Get more from Tone and Tighten by following on Twitter!
Well, I’m not sure what they see in me but I was recently invited back on Studio 5 for another segment! This one was a blast – I usually go on with some sort of physical therapy advice about something but this time they had me on for Tone and Tighten! I ran the hostess, Brooke, through a killer 15-minute arm routine that you can do at home. I even modified the exercises to give it more of a total-body feel with an arms emphasis – perfect for those of you/us who are short on time but big on desire to workout. Want to see the video and get the workout… you’ll have to click to see more!!!
Let me walk you through it! See Jared on Studio 5…
To start this workout – push start on a timer (kitchen timer, cell phone, stop watch, etc). You’ll perform as many reps as you can in 40-45 seconds and give yourself a 15-20—second rest before moving on to the next exercise. Remember to push yourself safely and keep a water bottle handy. Good Luck!

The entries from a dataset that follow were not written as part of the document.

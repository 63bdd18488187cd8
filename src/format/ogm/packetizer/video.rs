//! Video packetizer.
//!
//! No tool in this crate reads a video container, so nothing here feeds it
//! from a file. It is a library entry point for callers that extract frames
//! themselves and pass them in as [`PacketInput::Frame`](super::PacketInput).

use super::{unexpected_input, AudioSync, PacketInput, PacketizerCore, ProcessStatus, Range};
use crate::av::Packet;
use crate::config::Config;
use crate::format::ogm::chapters::{adjust_chapters, strip_chapters};
use crate::format::ogm::clock::StampClock;
use crate::format::ogm::comments::CommentSet;
use crate::format::ogm::header::{HeaderKind, HeaderParams, StreamHeader};
use crate::format::ogm::lacing::{put_fixed_lacing, put_lacing};
use crate::format::ogm::page::PageKind;
use crate::format::ogm::PACKET_IS_SYNCPOINT;
use crate::{OgmError, Result};
use bytes::BytesMut;

/// End of the chapter window when the range is open ended.
const OPEN_END_MS: f64 = 99_999_999_999.0;

#[derive(Debug, Clone, PartialEq)]
pub struct VideoParams {
    pub fourcc: [u8; 4],
    pub fps: f64,
    pub width: u32,
    pub height: u32,
    pub bits_per_sample: u16,
    pub max_frame_size: usize,
}

/// Packs compressed video frames, one packet per call.
pub struct VideoPacketizer {
    pub(crate) core: PacketizerCore,
    params: VideoParams,
    time_unit: i64,
    chapter_info: Option<CommentSet>,
}

impl VideoPacketizer {
    /// `range` is given in seconds and applied to packet numbers.
    pub fn new(
        serial: u32,
        params: VideoParams,
        range: Range,
        comments: CommentSet,
        config: &Config,
    ) -> Result<Self> {
        if params.fps <= 0.0 {
            return Err(OgmError::InvalidInput(format!(
                "invalid frame rate {}",
                params.fps
            )));
        }
        let time_unit = (10_000_000.0 / params.fps) as i64;
        if time_unit <= 0 {
            return Err(OgmError::InvalidInput(format!(
                "frame rate {} is too high",
                params.fps
            )));
        }
        let clock = StampClock::new(
            10_000_000.0 / time_unit as f64,
            config.timestamp_rule,
            false,
        );
        let range = range.scaled(params.fps);
        Ok(VideoPacketizer {
            core: PacketizerCore::new(serial, clock, config, AudioSync::default(), range, comments),
            params,
            time_unit,
            chapter_info: None,
        })
    }

    /// Chapters that replace any chapter entries of the stream comments.
    pub fn set_chapter_info(&mut self, chapters: CommentSet) {
        self.chapter_info = Some(chapters);
    }

    pub fn params(&self) -> &VideoParams {
        &self.params
    }

    pub(crate) fn produce_header_packets(&mut self) -> Result<()> {
        if self.core.packetno != 0 {
            return Ok(());
        }

        let header = StreamHeader::new(HeaderKind::Video)
            .with_subtype(self.params.fourcc)
            .with_time_unit(self.time_unit)
            .with_samples_per_unit(1)
            .with_default_len(1)
            .with_buffersize(self.params.max_frame_size as u32)
            .with_bits_per_sample(self.params.bits_per_sample)
            .with_params(HeaderParams::Video {
                width: self.params.width,
                height: self.params.height,
            });
        self.core.submit_stream_header(&header)?;

        let comments = match &self.chapter_info {
            Some(chapters) => {
                let mut stripped = strip_chapters(&self.core.comments);
                stripped.extend(chapters);
                stripped
            }
            None => self.core.comments.clone(),
        };
        let fps = self.params.fps;
        let range = self.core.range;
        let end_ms = if range.is_open_ended() {
            OPEN_END_MS
        } else {
            range.end / fps * 1000.0
        };
        let comments = adjust_chapters(&comments, range.start / fps * 1000.0, end_ms);

        let max = self.params.max_frame_size + 1;
        if comments.encoded_len() > max {
            return Err(OgmError::CapacityExceeded {
                size: comments.encoded_len(),
                max,
            });
        }
        self.core.submit_comments(&comments)
    }

    pub(crate) fn process(&mut self, input: PacketInput<'_>) -> Result<ProcessStatus> {
        let (data, num_frames, key, last) = match input {
            PacketInput::Frame {
                data,
                num_frames,
                key,
                last,
            } => (data, num_frames, key, last),
            other => return Err(unexpected_input("video", &other)),
        };

        if data.len() > self.params.max_frame_size {
            return Err(OgmError::CapacityExceeded {
                size: data.len(),
                max: self.params.max_frame_size,
            });
        }
        if num_frames == 0 {
            return Err(OgmError::InvalidInput("video packet with zero frames".into()));
        }

        self.produce_header_packets()?;
        if self.core.queue.ended() {
            return Ok(ProcessStatus::Finished);
        }

        let packetno = self.core.packetno as f64;
        let range = self.core.range;
        if packetno >= range.start && (range.is_open_ended() || packetno < range.end) {
            if key {
                self.core.queue.flush_pages(PageKind::Data)?;
                self.core.queue.mark_next_page_as_keyframe(self.core.serial);
            }

            let flags = if key { PACKET_IS_SYNCPOINT } else { 0 };
            let mut buf = BytesMut::with_capacity(data.len() + 5);
            if num_frames == 1 {
                put_fixed_lacing(&mut buf, flags, 1, 0)?;
            } else {
                put_lacing(&mut buf, flags, num_frames as u64)?;
            }
            buf.extend_from_slice(data);

            let granulepos = self.core.last_granulepos + num_frames as i64 - 1;
            self.core.submit(
                Packet::new(buf.freeze())
                    .with_granulepos(granulepos)
                    .with_eos(last),
            )?;
            self.core.queue.queue_pages(PageKind::Data)?;
            self.core.last_granulepos += num_frames as i64;
        } else if last {
            self.core.submit(
                Packet::new(vec![0u8])
                    .with_granulepos(self.core.last_granulepos)
                    .with_eos(true),
            )?;
            self.core.queue.flush_pages(PageKind::Data)?;
            self.core.last_granulepos += 1;
        }
        self.core.packetno += 1;

        Ok(if last {
            ProcessStatus::Finished
        } else {
            ProcessStatus::MoreData
        })
    }

    pub(crate) fn produce_eos_packet(&mut self) -> Result<()> {
        if self.core.queue.ended() {
            return Ok(());
        }
        self.process(PacketInput::Frame {
            data: &[0],
            num_frames: 1,
            key: false,
            last: true,
        })
        .map(|_| ())
    }

    pub(crate) fn reset(&mut self) {
        self.core.queue.clear();
    }
}

#[cfg(test)]
mod tests {
    use super::*;
    use crate::format::ogm::packetizer::tests::{data_packets, lacing_of, read_packets, drain};
    use crate::format::ogm::packetizer::Packetizer;
    use pretty_assertions::assert_eq;

    fn params() -> VideoParams {
        VideoParams {
            fourcc: *b"XVID",
            fps: 25.0,
            width: 640,
            height: 480,
            bits_per_sample: 24,
            max_frame_size: 1000,
        }
    }

    fn frame(p: &mut Packetizer, data: &[u8], num_frames: u32, key: bool, last: bool) -> ProcessStatus {
        p.process(PacketInput::Frame {
            data,
            num_frames,
            key,
            last,
        })
        .unwrap()
    }

    #[test]
    fn test_headers_and_frames() {
        let comments = CommentSet::from_user("test", ["TITLE=x"]);
        let mut p: Packetizer =
            VideoPacketizer::new(3, params(), Range::default(), comments, &Config::default())
                .unwrap()
                .into();

        frame(&mut p, &[1, 2, 3], 1, true, false);
        frame(&mut p, &[4, 5], 3, false, false);
        assert_eq!(frame(&mut p, &[6], 1, false, true), ProcessStatus::Finished);
        assert!(p.ended());

        let packets = read_packets(drain(&mut p));
        assert_eq!(packets.len(), 5);

        let header = StreamHeader::from_packet(&packets[0].data).unwrap();
        assert_eq!(header.kind, HeaderKind::Video);
        assert_eq!(header.time_unit, 400_000);
        assert_eq!(header.width(), 640);
        assert_eq!(header.buffersize, 1000);
        assert_eq!(CommentSet::parse(&packets[1].data).unwrap().get("TITLE"), Some("x"));

        assert_eq!(&packets[2].data[..], &[PACKET_IS_SYNCPOINT, 1, 2, 3]);
        assert_eq!(lacing_of(&packets[3]), 3);
        assert_eq!(&packets[3].data[..], &[0x40, 3, 4, 5]);
        assert!(packets[4].last_in_stream());
        assert_eq!(packets[4].absgp_page(), 4);
    }

    #[test]
    fn test_range_replaces_frames_with_eos() {
        // Packet numbers 0 and 1 are the headers, so a range starting at
        // packet 3 keeps the second frame only.
        let one_fps = VideoParams {
            fps: 1.0,
            ..params()
        };
        let range = Range::new(3.0, 4.0);
        let mut p: Packetizer =
            VideoPacketizer::new(3, one_fps, range, CommentSet::new("t"), &Config::default())
                .unwrap()
                .into();

        frame(&mut p, &[1], 1, true, false);
        frame(&mut p, &[2], 1, true, false);
        frame(&mut p, &[3], 1, false, false);
        frame(&mut p, &[4], 1, false, true);

        let packets = data_packets(&mut p);
        assert_eq!(packets.len(), 2);
        assert_eq!(&packets[0].data[..], &[PACKET_IS_SYNCPOINT, 2]);
        assert_eq!(&packets[1].data[..], &[0]);
        assert!(packets[1].last_in_stream());
    }

    #[test]
    fn test_keyframe_starts_marked_page() {
        let mut p: Packetizer =
            VideoPacketizer::new(9, params(), Range::default(), CommentSet::new("t"), &Config::default())
                .unwrap()
                .into();
        frame(&mut p, &[1], 1, false, false);
        frame(&mut p, &[2], 1, true, false);
        p.produce_eos_packet().unwrap();

        let pages: Vec<_> = std::iter::from_fn(|| p.get_page()).collect();
        let marked: Vec<_> = pages.iter().filter(|page| page.keyframe_of == Some(9)).collect();
        assert_eq!(marked.len(), 1);
        assert_eq!(marked[0].granulepos, 2);
    }

    #[test]
    fn test_oversized_frame_is_rejected() {
        let mut p: Packetizer =
            VideoPacketizer::new(1, params(), Range::default(), CommentSet::new("t"), &Config::default())
                .unwrap()
                .into();
        let err = p
            .process(PacketInput::Frame {
                data: &[0u8; 1001],
                num_frames: 1,
                key: true,
                last: false,
            })
            .unwrap_err();
        assert!(matches!(err, OgmError::CapacityExceeded { size: 1001, max: 1000 }));
    }

    #[test]
    fn test_chapter_info_is_windowed() {
        let comments = CommentSet::from_user("t", ["CHAPTER01=00:00:00.000", "TITLE=y"]);
        let mut video =
            VideoPacketizer::new(1, params(), Range::new(60.0, 0.0), comments, &Config::default())
                .unwrap();
        video.set_chapter_info(CommentSet::from_user(
            "t",
            [
                "CHAPTER01=00:00:00.000",
                "CHAPTER01NAME=A",
                "CHAPTER02=00:02:00.000",
                "CHAPTER02NAME=B",
            ],
        ));
        let mut p: Packetizer = video.into();
        p.produce_header_packets().unwrap();

        let packets = read_packets(drain(&mut p));
        let comments = CommentSet::parse(&packets[1].data).unwrap();
        assert_eq!(comments.get("TITLE"), Some("y"));
        assert_eq!(comments.get("CHAPTER01"), Some("00:00:00.000"));
        assert_eq!(comments.get("CHAPTER01NAME"), Some("A (continued)"));
        assert_eq!(comments.get("CHAPTER02"), Some("00:01:00.000"));
    }
}
use super::comments::CommentSet;
use super::header::{HeaderKind, StreamHeader};
use super::lacing::decode_lacing;
use super::page::PageKind;
use super::PACKET_TYPE_BITS;
use crate::av::{Packet, StreamKind};
use crate::codec::vorbis::is_vorbis_packet;
use crate::codec::VorbisInfo;
use crate::{OgmError, Result};
use log::{debug, info, warn};
use ogg::PacketReader;
use std::collections::{HashMap, VecDeque};
use std::fs::File;
use std::io::{BufReader, Read, Seek};
use std::path::Path;

/// Tag of the DirectShow headers some early muxers wrote.
const DIRECTSHOW_TAG: &[u8] = b"Direct Show Samples embedded in Ogg";

/// Audio codec of a legacy audio stream, from its hex subtype.
#[derive(Debug, Clone, Copy, PartialEq, Eq)]
pub enum AudioCodec {
    Pcm,
    Mp3,
    Ac3,
    Vorbis,
    Other(u32),
}

impl AudioCodec {
    pub fn from_tag(tag: u32) -> Self {
        match tag {
            0x0001 => AudioCodec::Pcm,
            0x0055 => AudioCodec::Mp3,
            0x2000 => AudioCodec::Ac3,
            0xffff => AudioCodec::Vorbis,
            other => AudioCodec::Other(other),
        }
    }

    pub fn tag(&self) -> u32 {
        match self {
            AudioCodec::Pcm => 0x0001,
            AudioCodec::Mp3 => 0x0055,
            AudioCodec::Ac3 => 0x2000,
            AudioCodec::Vorbis => 0xffff,
            AudioCodec::Other(tag) => *tag,
        }
    }

    pub fn name(&self) -> &'static str {
        match self {
            AudioCodec::Pcm => "PCM",
            AudioCodec::Mp3 => "MP3",
            AudioCodec::Ac3 => "AC3",
            AudioCodec::Vorbis => "Vorbis",
            AudioCodec::Other(_) => "unknown",
        }
    }
}

/// A logical stream found in the begin-of-stream pages of a file.
#[derive(Debug, Clone)]
pub struct ElementaryStream {
    pub serial: u32,
    pub kind: StreamKind,
    /// One-based position among the streams sharing the kind's letter.
    pub number: usize,
    /// Granules per second.
    pub rate: f64,
    pub header: Option<StreamHeader>,
    pub vorbis: Option<VorbisInfo>,
    /// Header class packets in the order they were read.
    pub header_packets: Vec<Packet>,
    pub comments: Option<CommentSet>,
}

impl ElementaryStream {
    /// Classifies a stream by its first packet.
    pub fn from_bos_packet(serial: u32, data: &[u8]) -> Result<Self> {
        let stream = |kind, rate, header, vorbis| ElementaryStream {
            serial,
            kind,
            number: 0,
            rate,
            header,
            vorbis,
            header_packets: Vec::new(),
            comments: None,
        };

        if is_vorbis_packet(data) {
            let info = VorbisInfo::parse(data)?;
            return Ok(stream(StreamKind::Vorbis, info.rate as f64, None, Some(info)));
        }
        if data.len() > DIRECTSHOW_TAG.len() && data[1..].starts_with(DIRECTSHOW_TAG) {
            return Err(OgmError::UnknownStreamType(format!(
                "old DirectShow header in stream {}",
                serial
            )));
        }
        if data.first().map_or(true, |&b| b & PACKET_TYPE_BITS != super::PACKET_TYPE_HEADER) {
            return Err(OgmError::MalformedHeader(format!(
                "stream {} does not start with a stream header",
                serial
            )));
        }

        let header = StreamHeader::from_packet(data)?;
        let kind = match header.kind {
            HeaderKind::Video => StreamKind::Video,
            HeaderKind::Audio => StreamKind::Audio,
            HeaderKind::Text => StreamKind::Text,
            HeaderKind::Image => StreamKind::Image,
            HeaderKind::Index => StreamKind::Index,
        };
        let rate = match kind {
            StreamKind::Index => 0.0,
            _ => header.sample_rate(),
        };
        Ok(stream(kind, rate, Some(header), None))
    }

    /// Number of header class packets the stream starts with.
    pub fn header_count(&self) -> usize {
        match self.kind {
            StreamKind::Vorbis => 3,
            _ => 2,
        }
    }

    pub fn headers_complete(&self) -> bool {
        self.header_packets.len() >= self.header_count()
    }

    /// Short name such as `a1` or `v2`.
    pub fn label(&self) -> String {
        format!("{}{}", self.kind.letter(), self.number)
    }

    pub fn audio_codec(&self) -> Option<AudioCodec> {
        match self.kind {
            StreamKind::Vorbis => Some(AudioCodec::Vorbis),
            StreamKind::Audio => self
                .header
                .as_ref()
                .and_then(StreamHeader::audio_codec)
                .map(AudioCodec::from_tag),
            _ => None,
        }
    }

    /// Milliseconds covered by `granulepos` granules.
    pub fn granule_to_ms(&self, granulepos: i64) -> f64 {
        if self.rate > 0.0 {
            granulepos as f64 * 1000.0 / self.rate
        } else {
            0.0
        }
    }

    /// Frame size of the embedded video, if any.
    pub fn video_size(&self) -> Option<(u32, u32)> {
        match (&self.header, self.kind) {
            (Some(header), StreamKind::Video) => Some((header.width(), header.height())),
            _ => None,
        }
    }
}

/// Frames (or samples, or milliseconds) a data packet covers according to
/// its lacing. Packets without lacing count as one.
pub fn frames_in_packet(data: &[u8]) -> u64 {
    decode_lacing(data).map_or(1, |(_, frames)| frames)
}

/// A packet read from an OGM file together with where it sits.
#[derive(Debug, Clone)]
pub struct InputPacket {
    pub serial: u32,
    pub packet: Packet,
    /// Granule of the page the packet ends on.
    pub page_granulepos: i64,
    /// Granule of the stream's previous page.
    pub previous_page_granulepos: i64,
    /// Position among the stream's header packets.
    pub header_index: Option<usize>,
}

impl InputPacket {
    pub fn is_header(&self) -> bool {
        self.header_index.is_some()
    }
}

#[derive(Debug, Default)]
struct PageTrack {
    packets: usize,
    in_page: bool,
    this_granulepos: i64,
    last_granulepos: i64,
}

/// Reads the streams of an OGM file packet by packet.
///
/// The begin-of-stream pages are read on construction and classify every
/// stream; an unknown stream type is an error for the whole file.
pub struct OgmReader<R: Read + Seek> {
    reader: PacketReader<R>,
    streams: Vec<ElementaryStream>,
    index: HashMap<u32, usize>,
    tracks: Vec<PageTrack>,
    pending: VecDeque<ogg::Packet>,
}

impl OgmReader<BufReader<File>> {
    pub fn open(path: impl AsRef<Path>) -> Result<Self> {
        let path = path.as_ref();
        let file = File::open(path).map_err(|e| OgmError::file(path, e))?;
        Self::new(BufReader::new(file))
    }
}

impl<R: Read + Seek> OgmReader<R> {
    pub fn new(inner: R) -> Result<Self> {
        let mut reader = OgmReader {
            reader: PacketReader::new(inner),
            streams: Vec::new(),
            index: HashMap::new(),
            tracks: Vec::new(),
            pending: VecDeque::new(),
        };

        while let Some(packet) = reader.reader.read_packet()? {
            if !packet.first_in_stream() {
                reader.pending.push_back(packet);
                break;
            }
            let serial = packet.stream_serial();
            if reader.index.contains_key(&serial) {
                return Err(OgmError::MalformedStream(format!(
                    "serial {} starts twice",
                    serial
                )));
            }
            let mut stream = ElementaryStream::from_bos_packet(serial, &packet.data)?;
            stream.number = 1 + reader
                .streams
                .iter()
                .filter(|s| s.kind.letter() == stream.kind.letter())
                .count();
            info!(
                "({}/serial {}) {} stream",
                stream.label(),
                serial,
                stream.kind.name()
            );
            reader.index.insert(serial, reader.streams.len());
            reader.streams.push(stream);
            reader.tracks.push(PageTrack::default());
            reader.pending.push_back(packet);
        }

        Ok(reader)
    }

    /// Streams in the order their first pages appear.
    pub fn streams(&self) -> &[ElementaryStream] {
        &self.streams
    }

    pub fn stream(&self, serial: u32) -> Option<&ElementaryStream> {
        self.index.get(&serial).map(|&i| &self.streams[i])
    }

    pub fn into_streams(self) -> Vec<ElementaryStream> {
        self.streams
    }

    /// Reads every remaining packet until all streams have their header
    /// packets. Returns the packets consumed on the way.
    pub fn read_headers(&mut self) -> Result<Vec<InputPacket>> {
        let mut packets = Vec::new();
        while !self.streams.iter().all(ElementaryStream::headers_complete) {
            match self.next_packet()? {
                Some(packet) => packets.push(packet),
                None => break,
            }
        }
        Ok(packets)
    }

    /// The next packet of a known stream, or `None` at the end of the file.
    pub fn next_packet(&mut self) -> Result<Option<InputPacket>> {
        loop {
            let raw = match self.pending.pop_front() {
                Some(packet) => packet,
                None => match self.reader.read_packet()? {
                    Some(packet) => packet,
                    None => return Ok(None),
                },
            };

            let serial = raw.stream_serial();
            let Some(&i) = self.index.get(&serial) else {
                debug!("packet for unknown serial {}", serial);
                continue;
            };

            let track = &mut self.tracks[i];
            if !track.in_page {
                track.last_granulepos = track.this_granulepos;
                track.this_granulepos = raw.absgp_page() as i64;
            }
            track.in_page = !raw.last_in_page();
            let page_granulepos = track.this_granulepos;
            let previous_page_granulepos = track.last_granulepos;
            let packetno = track.packets;
            track.packets += 1;

            let packet = Packet::from(raw).with_packetno(packetno as i64);
            let stream = &mut self.streams[i];
            let header_index = if packetno < stream.header_count()
                && PageKind::of_packet(packet.flags()).is_header_class()
            {
                Some(packetno)
            } else {
                None
            };

            if header_index.is_some() {
                if PageKind::of_packet(packet.flags()) == PageKind::Comment {
                    match CommentSet::parse(&packet.data) {
                        Ok(comments) => stream.comments = Some(comments),
                        Err(e) => warn!("({}) unreadable comment packet: {}", stream.label(), e),
                    }
                }
                stream.header_packets.push(packet.clone());
            }

            return Ok(Some(InputPacket {
                serial,
                packet,
                page_granulepos,
                previous_page_granulepos,
                header_index,
            }));
        }
    }
}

Push Ups: Try to keep your ankles, knees, hips, shoulders, and head in a straight line as you lower your chest to the ground. Use your chest and arms to push back up to the starting position. If a full push-up is too difficult try a modified push up on your knees.
Thrusters: A favorite move in the CrossFit world and a GREAT total-body exercise. Hold your dumbbells up at your shoulder. Bend your knees down into a squat and return to the starting position. As you come up from your squat push your dumbbells over your head (your hips and knees should be straight when the weight is overhead with your elbows extended). Return to starting position and repeat.
Chair Dips: Sit on the edge of a chair with your feet flat on the floor. Put your hands on the chair and lift your backside forward so it’s no longer on the chair (just your feet on the floor and hands on the chair). Bend at your elbows until they reach a 90 degree bend (your bum should be below the seat at this point). Use the muscles in the back of your arm to straighten your elbow again, basically returning to the starting point.
Arnold Press: Love biceps curls? Love military press? Let’s combine them! Stand with your feet shoulder-width apart, dumbbells in hand, and arms to your side. Bend your elbows to bring the weights up to shoulder height. From here push the weight over your head until your elbows are straight. Bring the weights back down to shoulder height and then slowly return them to the starting position.
Lunge Curls: Stand with your feet shoulder-width apart, dumbbells in hand, and arms to your side. Take a large step with your left leg at approximately a 45 degree angle from your body. Perform a lunge by bending your left leg until your left knee is about 1 inch off the floor. While lowering yourself towards the floor perform a biceps curl by bringing the weights up to your shoulders. Return the weights to your side (straightening your arms) while propelling yourself back to the upright starting position with your left leg. Repeat on the right side.
Again, you’ll do each exercise for 40-45 seconds with a 15-20 second rest in between each one. Repeat this series of these 5 exercises 3 times for a killer, 15-minute workout!